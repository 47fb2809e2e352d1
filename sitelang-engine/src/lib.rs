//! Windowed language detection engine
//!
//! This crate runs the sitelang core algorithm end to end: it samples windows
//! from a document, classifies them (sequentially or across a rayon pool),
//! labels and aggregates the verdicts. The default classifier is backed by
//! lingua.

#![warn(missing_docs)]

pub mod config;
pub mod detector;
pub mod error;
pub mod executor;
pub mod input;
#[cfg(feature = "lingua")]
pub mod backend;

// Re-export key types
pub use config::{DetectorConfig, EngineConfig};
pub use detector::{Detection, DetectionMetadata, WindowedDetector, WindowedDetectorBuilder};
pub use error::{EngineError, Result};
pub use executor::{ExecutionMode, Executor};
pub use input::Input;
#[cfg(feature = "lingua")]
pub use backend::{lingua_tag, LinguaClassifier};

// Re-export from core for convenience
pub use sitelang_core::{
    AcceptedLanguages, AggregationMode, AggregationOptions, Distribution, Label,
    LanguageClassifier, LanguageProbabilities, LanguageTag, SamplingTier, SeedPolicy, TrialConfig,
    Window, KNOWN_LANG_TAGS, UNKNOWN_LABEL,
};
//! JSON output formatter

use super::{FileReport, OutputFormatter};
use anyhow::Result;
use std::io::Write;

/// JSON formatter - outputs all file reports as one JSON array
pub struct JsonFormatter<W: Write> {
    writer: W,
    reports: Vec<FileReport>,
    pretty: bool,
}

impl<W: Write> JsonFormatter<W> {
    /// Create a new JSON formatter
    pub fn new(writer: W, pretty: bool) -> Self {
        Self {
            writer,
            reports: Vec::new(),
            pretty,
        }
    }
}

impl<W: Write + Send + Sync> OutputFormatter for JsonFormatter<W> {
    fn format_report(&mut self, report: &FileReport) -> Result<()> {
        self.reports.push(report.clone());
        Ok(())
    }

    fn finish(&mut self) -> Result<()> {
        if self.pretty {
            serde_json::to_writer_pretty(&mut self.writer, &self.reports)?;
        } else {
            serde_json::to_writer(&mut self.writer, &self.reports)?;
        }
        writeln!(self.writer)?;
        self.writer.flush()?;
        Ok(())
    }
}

==

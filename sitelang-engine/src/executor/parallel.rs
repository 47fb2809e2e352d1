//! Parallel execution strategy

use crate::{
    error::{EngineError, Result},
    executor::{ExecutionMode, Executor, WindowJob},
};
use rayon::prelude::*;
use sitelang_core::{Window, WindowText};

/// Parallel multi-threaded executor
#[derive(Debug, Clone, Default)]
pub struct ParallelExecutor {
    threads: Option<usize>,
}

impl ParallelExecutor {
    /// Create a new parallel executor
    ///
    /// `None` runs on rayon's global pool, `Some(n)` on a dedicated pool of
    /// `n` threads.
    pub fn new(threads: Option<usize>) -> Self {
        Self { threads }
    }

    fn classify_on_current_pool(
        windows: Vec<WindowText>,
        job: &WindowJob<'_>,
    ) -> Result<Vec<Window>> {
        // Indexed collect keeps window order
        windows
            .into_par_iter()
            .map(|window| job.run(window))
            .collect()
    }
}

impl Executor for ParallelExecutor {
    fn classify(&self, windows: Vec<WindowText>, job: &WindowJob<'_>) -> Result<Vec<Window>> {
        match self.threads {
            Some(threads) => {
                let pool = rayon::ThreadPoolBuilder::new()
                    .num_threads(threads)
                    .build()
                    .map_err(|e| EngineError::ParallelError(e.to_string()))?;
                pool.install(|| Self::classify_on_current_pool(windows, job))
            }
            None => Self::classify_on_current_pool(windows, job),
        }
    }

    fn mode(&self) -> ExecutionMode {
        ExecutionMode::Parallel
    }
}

==

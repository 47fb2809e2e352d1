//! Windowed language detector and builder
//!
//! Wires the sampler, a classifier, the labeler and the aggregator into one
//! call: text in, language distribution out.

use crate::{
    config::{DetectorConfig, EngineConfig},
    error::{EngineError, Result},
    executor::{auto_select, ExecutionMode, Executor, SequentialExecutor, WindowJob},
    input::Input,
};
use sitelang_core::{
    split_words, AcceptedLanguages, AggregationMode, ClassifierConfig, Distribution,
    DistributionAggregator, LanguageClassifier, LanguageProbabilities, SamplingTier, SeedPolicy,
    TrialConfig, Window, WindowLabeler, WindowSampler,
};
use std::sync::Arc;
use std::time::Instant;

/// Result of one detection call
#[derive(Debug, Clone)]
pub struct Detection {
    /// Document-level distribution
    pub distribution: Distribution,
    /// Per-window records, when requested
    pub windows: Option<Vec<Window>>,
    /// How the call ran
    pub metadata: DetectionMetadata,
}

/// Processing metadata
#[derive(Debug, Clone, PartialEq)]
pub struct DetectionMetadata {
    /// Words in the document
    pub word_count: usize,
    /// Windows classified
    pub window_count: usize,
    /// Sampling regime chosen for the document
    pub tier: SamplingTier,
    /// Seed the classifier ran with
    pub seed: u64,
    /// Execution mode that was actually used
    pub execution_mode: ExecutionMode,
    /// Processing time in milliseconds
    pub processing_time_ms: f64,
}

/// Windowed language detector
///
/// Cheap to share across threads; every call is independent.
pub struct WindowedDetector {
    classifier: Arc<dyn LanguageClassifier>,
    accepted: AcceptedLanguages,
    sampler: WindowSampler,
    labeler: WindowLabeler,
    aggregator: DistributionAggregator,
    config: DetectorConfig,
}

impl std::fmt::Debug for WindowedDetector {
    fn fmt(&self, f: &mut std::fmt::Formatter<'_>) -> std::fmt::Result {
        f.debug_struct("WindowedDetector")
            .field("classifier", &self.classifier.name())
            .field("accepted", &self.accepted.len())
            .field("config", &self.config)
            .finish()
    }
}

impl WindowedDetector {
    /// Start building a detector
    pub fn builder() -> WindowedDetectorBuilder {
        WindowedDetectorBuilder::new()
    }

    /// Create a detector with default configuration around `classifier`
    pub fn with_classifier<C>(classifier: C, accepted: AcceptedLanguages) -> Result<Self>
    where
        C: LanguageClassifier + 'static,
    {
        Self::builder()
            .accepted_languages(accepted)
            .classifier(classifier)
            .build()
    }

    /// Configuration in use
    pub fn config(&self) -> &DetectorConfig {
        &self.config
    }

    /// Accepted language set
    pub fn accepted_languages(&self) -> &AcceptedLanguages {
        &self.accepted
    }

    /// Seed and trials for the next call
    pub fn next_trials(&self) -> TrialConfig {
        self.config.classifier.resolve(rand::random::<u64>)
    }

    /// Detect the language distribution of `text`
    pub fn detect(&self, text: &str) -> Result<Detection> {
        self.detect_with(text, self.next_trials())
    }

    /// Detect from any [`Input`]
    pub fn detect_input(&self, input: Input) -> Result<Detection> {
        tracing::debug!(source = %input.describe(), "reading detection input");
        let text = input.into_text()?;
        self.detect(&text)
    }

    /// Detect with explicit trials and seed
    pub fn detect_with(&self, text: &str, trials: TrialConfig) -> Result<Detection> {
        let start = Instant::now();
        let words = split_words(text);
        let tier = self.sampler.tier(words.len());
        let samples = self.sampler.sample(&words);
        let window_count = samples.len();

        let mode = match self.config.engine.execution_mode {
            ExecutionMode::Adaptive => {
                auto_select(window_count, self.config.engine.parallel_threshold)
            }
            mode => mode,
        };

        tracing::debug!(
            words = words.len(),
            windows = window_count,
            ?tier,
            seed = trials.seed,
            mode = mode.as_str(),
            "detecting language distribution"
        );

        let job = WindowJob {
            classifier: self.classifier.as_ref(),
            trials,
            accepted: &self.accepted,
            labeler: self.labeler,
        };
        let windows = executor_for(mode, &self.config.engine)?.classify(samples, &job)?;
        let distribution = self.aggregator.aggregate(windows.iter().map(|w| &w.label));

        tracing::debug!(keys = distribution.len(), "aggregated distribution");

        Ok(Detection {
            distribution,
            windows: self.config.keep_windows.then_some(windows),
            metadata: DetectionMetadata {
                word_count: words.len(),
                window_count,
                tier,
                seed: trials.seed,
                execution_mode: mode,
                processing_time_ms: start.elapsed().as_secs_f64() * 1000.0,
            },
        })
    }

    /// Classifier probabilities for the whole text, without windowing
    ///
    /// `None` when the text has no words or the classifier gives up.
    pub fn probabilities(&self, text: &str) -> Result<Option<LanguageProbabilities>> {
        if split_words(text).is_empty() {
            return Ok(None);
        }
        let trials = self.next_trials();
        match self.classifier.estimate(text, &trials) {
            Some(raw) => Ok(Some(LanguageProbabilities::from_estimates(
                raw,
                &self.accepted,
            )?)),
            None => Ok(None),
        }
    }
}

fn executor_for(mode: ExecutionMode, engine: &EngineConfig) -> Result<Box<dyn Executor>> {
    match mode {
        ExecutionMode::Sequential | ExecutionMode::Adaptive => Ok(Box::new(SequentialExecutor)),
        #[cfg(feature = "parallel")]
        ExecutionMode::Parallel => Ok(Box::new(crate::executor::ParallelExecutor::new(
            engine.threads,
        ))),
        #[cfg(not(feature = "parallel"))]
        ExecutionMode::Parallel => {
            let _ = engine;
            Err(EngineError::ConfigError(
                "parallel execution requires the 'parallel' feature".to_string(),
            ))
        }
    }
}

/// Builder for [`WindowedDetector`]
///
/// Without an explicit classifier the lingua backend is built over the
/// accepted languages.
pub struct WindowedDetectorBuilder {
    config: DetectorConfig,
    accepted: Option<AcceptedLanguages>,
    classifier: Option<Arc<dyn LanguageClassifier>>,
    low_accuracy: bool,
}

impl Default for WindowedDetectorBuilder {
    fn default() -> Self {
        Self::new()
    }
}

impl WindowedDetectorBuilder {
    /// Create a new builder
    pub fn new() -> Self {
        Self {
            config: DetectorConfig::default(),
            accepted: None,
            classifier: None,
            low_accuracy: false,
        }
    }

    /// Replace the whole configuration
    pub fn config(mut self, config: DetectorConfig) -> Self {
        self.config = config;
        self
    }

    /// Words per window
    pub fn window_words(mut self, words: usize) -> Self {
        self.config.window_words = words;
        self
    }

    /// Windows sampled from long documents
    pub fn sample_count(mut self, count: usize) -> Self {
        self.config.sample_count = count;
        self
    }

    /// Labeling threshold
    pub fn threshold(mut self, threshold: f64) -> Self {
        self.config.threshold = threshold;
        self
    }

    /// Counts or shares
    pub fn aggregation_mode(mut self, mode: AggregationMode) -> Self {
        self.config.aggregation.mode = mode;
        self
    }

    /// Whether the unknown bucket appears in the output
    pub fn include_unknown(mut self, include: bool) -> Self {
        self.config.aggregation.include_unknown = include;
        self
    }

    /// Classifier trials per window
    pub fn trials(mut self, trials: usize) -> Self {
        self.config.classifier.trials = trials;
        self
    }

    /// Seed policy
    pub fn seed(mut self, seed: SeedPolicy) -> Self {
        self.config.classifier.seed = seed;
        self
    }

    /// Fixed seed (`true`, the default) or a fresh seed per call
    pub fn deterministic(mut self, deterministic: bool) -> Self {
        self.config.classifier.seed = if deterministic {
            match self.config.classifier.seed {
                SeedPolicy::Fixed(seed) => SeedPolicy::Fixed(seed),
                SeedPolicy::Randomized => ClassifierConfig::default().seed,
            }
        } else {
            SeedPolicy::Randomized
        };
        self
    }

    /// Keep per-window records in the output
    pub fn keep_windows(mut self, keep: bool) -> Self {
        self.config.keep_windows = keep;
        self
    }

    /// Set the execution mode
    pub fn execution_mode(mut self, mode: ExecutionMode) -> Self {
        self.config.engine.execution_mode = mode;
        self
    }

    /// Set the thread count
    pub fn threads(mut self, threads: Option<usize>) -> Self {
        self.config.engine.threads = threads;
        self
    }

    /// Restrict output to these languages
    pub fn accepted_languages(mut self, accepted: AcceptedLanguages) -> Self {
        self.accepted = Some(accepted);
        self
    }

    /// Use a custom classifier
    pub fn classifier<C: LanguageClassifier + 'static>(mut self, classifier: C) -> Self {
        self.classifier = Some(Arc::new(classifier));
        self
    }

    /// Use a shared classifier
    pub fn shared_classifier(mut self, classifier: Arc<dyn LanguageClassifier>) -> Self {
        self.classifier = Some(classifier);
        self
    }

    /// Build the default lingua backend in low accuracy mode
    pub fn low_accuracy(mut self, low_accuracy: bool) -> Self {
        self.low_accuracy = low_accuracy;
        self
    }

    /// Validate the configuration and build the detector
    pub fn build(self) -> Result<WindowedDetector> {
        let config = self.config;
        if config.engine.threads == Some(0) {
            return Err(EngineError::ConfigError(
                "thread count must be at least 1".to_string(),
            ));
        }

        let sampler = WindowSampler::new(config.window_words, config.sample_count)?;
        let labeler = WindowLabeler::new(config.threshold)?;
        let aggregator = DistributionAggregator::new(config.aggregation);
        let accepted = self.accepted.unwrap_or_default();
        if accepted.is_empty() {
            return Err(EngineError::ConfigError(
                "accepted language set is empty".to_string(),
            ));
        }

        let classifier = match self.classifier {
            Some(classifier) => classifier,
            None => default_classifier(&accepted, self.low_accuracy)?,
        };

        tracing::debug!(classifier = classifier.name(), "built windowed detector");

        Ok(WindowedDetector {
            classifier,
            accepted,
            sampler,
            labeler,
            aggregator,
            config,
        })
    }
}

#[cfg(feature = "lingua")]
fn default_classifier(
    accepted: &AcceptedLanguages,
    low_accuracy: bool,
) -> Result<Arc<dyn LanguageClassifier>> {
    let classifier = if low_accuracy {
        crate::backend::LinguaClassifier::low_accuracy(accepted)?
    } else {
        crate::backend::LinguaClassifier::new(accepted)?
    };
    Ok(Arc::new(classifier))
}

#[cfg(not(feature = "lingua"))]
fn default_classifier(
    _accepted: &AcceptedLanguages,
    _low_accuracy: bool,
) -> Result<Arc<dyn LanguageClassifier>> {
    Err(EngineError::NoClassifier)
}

* [EXERCISE GOAL] For the word "reports", say how many lines of the records above contain it. Reply with the number alone.

* [EXERCISE SOLUTION] 6